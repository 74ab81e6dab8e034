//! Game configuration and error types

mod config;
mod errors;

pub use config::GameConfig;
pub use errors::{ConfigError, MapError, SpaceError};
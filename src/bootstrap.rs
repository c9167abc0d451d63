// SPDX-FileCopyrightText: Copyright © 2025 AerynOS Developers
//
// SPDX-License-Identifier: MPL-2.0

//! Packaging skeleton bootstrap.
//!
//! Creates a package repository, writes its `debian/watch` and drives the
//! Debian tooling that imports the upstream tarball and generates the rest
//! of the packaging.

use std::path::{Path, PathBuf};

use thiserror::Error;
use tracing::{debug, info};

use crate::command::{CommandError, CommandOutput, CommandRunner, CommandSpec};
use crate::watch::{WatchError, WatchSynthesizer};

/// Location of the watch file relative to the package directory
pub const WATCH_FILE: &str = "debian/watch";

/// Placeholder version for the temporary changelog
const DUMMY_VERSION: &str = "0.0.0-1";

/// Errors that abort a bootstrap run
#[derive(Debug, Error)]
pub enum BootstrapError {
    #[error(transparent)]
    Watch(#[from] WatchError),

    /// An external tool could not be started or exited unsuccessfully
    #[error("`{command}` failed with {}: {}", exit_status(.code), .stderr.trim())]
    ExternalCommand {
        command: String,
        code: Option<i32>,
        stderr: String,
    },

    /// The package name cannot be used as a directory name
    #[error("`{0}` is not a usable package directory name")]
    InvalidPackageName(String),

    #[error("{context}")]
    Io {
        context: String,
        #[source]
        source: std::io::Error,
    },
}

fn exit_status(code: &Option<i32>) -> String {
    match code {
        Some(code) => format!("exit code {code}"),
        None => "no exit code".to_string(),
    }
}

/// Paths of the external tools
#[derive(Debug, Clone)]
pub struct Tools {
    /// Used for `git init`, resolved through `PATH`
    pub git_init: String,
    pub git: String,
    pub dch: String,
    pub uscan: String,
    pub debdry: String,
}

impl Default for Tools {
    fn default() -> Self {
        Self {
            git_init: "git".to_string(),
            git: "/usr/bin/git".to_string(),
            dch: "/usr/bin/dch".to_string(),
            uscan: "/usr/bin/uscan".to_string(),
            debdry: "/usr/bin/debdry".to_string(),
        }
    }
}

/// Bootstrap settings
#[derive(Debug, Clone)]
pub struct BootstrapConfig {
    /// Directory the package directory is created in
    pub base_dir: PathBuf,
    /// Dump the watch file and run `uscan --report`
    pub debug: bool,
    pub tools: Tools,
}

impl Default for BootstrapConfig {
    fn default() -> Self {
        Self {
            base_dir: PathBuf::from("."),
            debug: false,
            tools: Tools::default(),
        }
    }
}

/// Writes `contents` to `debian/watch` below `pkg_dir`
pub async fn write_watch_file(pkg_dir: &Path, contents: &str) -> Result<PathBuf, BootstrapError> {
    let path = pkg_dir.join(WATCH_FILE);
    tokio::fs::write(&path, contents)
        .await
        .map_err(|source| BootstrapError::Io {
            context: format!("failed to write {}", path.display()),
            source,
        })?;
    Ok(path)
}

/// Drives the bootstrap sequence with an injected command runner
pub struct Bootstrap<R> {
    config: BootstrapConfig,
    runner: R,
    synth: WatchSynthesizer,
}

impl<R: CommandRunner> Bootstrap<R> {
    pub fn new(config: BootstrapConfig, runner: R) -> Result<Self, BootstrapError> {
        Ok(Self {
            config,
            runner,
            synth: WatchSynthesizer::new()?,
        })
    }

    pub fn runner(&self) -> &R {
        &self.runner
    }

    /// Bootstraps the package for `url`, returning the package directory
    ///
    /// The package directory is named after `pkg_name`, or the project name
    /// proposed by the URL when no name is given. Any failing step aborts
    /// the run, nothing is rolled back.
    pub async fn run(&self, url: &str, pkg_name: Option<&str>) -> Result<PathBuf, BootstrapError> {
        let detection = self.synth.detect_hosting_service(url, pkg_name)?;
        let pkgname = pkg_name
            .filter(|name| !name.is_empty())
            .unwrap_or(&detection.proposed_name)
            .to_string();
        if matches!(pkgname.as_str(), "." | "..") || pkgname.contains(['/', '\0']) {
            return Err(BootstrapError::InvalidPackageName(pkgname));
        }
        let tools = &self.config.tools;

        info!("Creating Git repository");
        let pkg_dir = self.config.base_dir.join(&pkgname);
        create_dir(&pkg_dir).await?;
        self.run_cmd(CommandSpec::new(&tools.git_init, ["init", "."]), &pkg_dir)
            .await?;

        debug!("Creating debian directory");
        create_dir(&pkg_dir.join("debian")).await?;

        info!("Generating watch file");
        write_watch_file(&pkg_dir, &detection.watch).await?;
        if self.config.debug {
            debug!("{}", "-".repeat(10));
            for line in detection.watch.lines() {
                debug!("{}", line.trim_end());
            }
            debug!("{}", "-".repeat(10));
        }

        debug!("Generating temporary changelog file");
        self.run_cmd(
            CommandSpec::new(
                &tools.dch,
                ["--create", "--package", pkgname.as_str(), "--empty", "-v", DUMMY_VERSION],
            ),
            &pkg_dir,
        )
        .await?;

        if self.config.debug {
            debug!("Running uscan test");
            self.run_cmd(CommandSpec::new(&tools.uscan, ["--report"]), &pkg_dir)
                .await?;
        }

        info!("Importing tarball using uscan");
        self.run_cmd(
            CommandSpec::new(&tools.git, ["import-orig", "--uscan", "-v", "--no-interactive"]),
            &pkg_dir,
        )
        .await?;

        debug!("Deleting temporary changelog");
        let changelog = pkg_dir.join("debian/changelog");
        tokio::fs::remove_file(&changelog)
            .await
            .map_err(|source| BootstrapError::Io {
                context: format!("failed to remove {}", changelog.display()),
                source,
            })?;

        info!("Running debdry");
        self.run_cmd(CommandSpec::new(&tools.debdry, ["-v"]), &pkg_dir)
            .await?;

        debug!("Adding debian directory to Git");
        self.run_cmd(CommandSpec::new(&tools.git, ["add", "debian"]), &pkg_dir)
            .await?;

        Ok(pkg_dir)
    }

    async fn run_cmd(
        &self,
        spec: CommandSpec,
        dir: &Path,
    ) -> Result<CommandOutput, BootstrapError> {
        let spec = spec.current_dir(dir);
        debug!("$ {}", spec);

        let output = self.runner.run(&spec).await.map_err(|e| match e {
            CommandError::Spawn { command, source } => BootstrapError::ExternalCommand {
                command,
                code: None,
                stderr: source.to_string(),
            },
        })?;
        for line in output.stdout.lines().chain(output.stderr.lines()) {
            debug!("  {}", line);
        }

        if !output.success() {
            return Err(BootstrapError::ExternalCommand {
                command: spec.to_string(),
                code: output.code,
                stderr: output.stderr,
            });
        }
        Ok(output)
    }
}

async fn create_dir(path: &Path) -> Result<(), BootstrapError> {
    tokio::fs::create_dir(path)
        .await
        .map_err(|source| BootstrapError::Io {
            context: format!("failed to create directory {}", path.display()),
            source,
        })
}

→ **PROBLEM DETAILS**: All the lines above must appear again in the answer, word for word.

→ **THE ANSWER**:
repository 74ab81e6dab8e034
//! Game configuration and error types

mod config;
mod errors;

pub use config::GameConfig;
pub use errors::{ConfigError, MapError, SpaceError};
filename src/bootstrap.rs
repository c9167abc0d451d63
// SPDX-FileCopyrightText: Copyright © 2025 AerynOS Developers
//
// SPDX-License-Identifier: MPL-2.0

//! Packaging skeleton bootstrap.
//!
//! Creates a package repository, writes its `debian/watch` and drives the
//! Debian tooling that imports the upstream tarball and generates the rest
//! of the packaging.

use std::path::{Path, PathBuf};

use thiserror::Error;
use tracing::{debug, info};

use crate::command::{CommandError, CommandOutput, CommandRunner, CommandSpec};
use crate::watch::{WatchError, WatchSynthesizer};

/// Location of the watch file relative to the package directory
pub const WATCH_FILE: &str = "debian/watch";

/// Placeholder version for the temporary changelog
const DUMMY_VERSION: &str = "0.0.0-1";

/// Errors that abort a bootstrap run
#[derive(Debug, Error)]
pub enum BootstrapError {
    #[error(transparent)]
    Watch(#[from] WatchError),

    /// An external tool could not be started or exited unsuccessfully
    #[error("`{command}` failed with {}: {}", exit_status(.code), .stderr.trim())]
    ExternalCommand {
        command: String,
        code: Option<i32>,
        stderr: String,
    },

    /// The package name cannot be used as a directory name
    #[error("`{0}` is not a usable package directory name")]
    InvalidPackageName(String),

    #[error("{context}")]
    Io {
        context: String,
        #[source]
        source: std::io::Error,
    },
}

fn exit_status(code: &Option<i32>) -> String {
    match code {
        Some(code) => format!("exit code {code}"),
        None => "no exit code".to_string(),
    }
}

/// Paths of the external tools
#[derive(Debug, Clone)]
pub struct Tools {
    /// Used for `git init`, resolved through `PATH`
    pub git_init: String,
    pub git: String,
    pub dch: String,
    pub uscan: String,
    pub debdry: String,
}

impl Default for Tools {
    fn default() -> Self {
        Self {
            git_init: "git".to_string(),
            git: "/usr/bin/git".to_string(),
            dch: "/usr/bin/dch".to_string(),
            uscan: "/usr/bin/uscan".to_string(),
            debdry: "/usr/bin/debdry".to_string(),
        }
    }
}

/// Bootstrap settings
#[derive(Debug, Clone)]
pub struct BootstrapConfig {
    /// Directory the package directory is created in
    pub base_dir: PathBuf,
    /// Dump the watch file and run `uscan --report`
    pub debug: bool,
    pub tools: Tools,
}

impl Default for BootstrapConfig {
    fn default() -> Self {
        Self {
            base_dir: PathBuf::from("."),
            debug: false,
            tools: Tools::default(),
        }
    }
}

/// Writes `contents` to `debian/watch` below `pkg_dir`
pub async fn write_watch_file(pkg_dir: &Path, contents: &str) -> Result<PathBuf, BootstrapError> {
    let path = pkg_dir.join(WATCH_FILE);
    tokio::fs::write(&path, contents)
        .await
        .map_err(|source| BootstrapError::Io {
            context: format!("failed to write {}", path.display()),
            source,
        })?;
    Ok(path)
}

/// Drives the bootstrap sequence with an injected command runner
pub struct Bootstrap<R> {
    config: BootstrapConfig,
    runner: R,
    synth: WatchSynthesizer,
}

impl<R: CommandRunner> Bootstrap<R> {
    pub fn new(config: BootstrapConfig, runner: R) -> Result<Self, BootstrapError> {
        Ok(Self {
            config,
            runner,
            synth: WatchSynthesizer::new()?,
        })
    }

    pub fn runner(&self) -> &R {
        &self.runner
    }

    /// Bootstraps the package for `url`, returning the package directory
    ///
    /// The package directory is named after `pkg_name`, or the project name
    /// proposed by the URL when no name is given. Any failing step aborts
    /// the run, nothing is rolled back.
    pub async fn run(&self, url: &str, pkg_name: Option<&str>) -> Result<PathBuf, BootstrapError> {
        let detection = self.synth.detect_hosting_service(url, pkg_name)?;
        let pkgname = pkg_name
            .filter(|name| !name.is_empty())
            .unwrap_or(&detection.proposed_name)
            .to_string();
        if matches!(pkgname.as_str(), "." | "..") || pkgname.contains(['/', '\0']) {
            return Err(BootstrapError::InvalidPackageName(pkgname));
        }
        let tools = &self.config.tools;

        info!("Creating Git repository");
        let pkg_dir = self.config.base_dir.join(&pkgname);
        create_dir(&pkg_dir).await?;
        self.run_cmd(CommandSpec::new(&tools.git_init, ["init", "."]), &pkg_dir)
            .await?;

        debug!("Creating debian directory");
        create_dir(&pkg_dir.join("debian")).await?;

        info!("Generating watch file");
        write_watch_file(&pkg_dir, &detection.watch).await?;
        if self.config.debug {
            debug!("{}", "-".repeat(10));
            for line in detection.watch.lines() {
                debug!("{}", line.trim_end());
            }
            debug!("{}", "-".repeat(10));
        }

        debug!("Generating temporary changelog file");
        self.run_cmd(
            CommandSpec::new(
                &tools.dch,
                ["--create", "--package", pkgname.as_str(), "--empty", "-v", DUMMY_VERSION],
            ),
            &pkg_dir,
        )
        .await?;

        if self.config.debug {
            debug!("Running uscan test");
            self.run_cmd(CommandSpec::new(&tools.uscan, ["--report"]), &pkg_dir)
                .await?;
        }

        info!("Importing tarball using uscan");
        self.run_cmd(
            CommandSpec::new(&tools.git, ["import-orig", "--uscan", "-v", "--no-interactive"]),
            &pkg_dir,
        )
        .await?;

        debug!("Deleting temporary changelog");
        let changelog = pkg_dir.join("debian/changelog");
        tokio::fs::remove_file(&changelog)
            .await
            .map_err(|source| BootstrapError::Io {
                context: format!("failed to remove {}", changelog.display()),
                source,
            })?;

        info!("Running debdry");
        self.run_cmd(CommandSpec::new(&tools.debdry, ["-v"]), &pkg_dir)
            .await?;

        debug!("Adding debian directory to Git");
        self.run_cmd(CommandSpec::new(&tools.git, ["add", "debian"]), &pkg_dir)
            .await?;

        Ok(pkg_dir)
    }

    async fn run_cmd(
        &self,
        spec: CommandSpec,
        dir: &Path,
    ) -> Result<CommandOutput, BootstrapError> {
        let spec = spec.current_dir(dir);
        debug!("$ {}", spec);

        let output = self.runner.run(&spec).await.map_err(|e| match e {
            CommandError::Spawn { command, source } => BootstrapError::ExternalCommand {
                command,
                code: None,
                stderr: source.to_string(),
            },
        })?;
        for line in output.stdout.lines().chain(output.stderr.lines()) {
            debug!("  {}", line);
        }

        if !output.success() {
            return Err(BootstrapError::ExternalCommand {
                command: spec.to_string(),
                code: output.code,
                stderr: output.stderr,
            });
        }
        Ok(output)
    }
}

async fn create_dir(path: &Path) -> Result<(), BootstrapError> {
    tokio::fs::create_dir(path)
        .await
        .map_err(|source| BootstrapError::Io {
            context: format!("failed to create directory {}", path.display()),
            source,
        })
}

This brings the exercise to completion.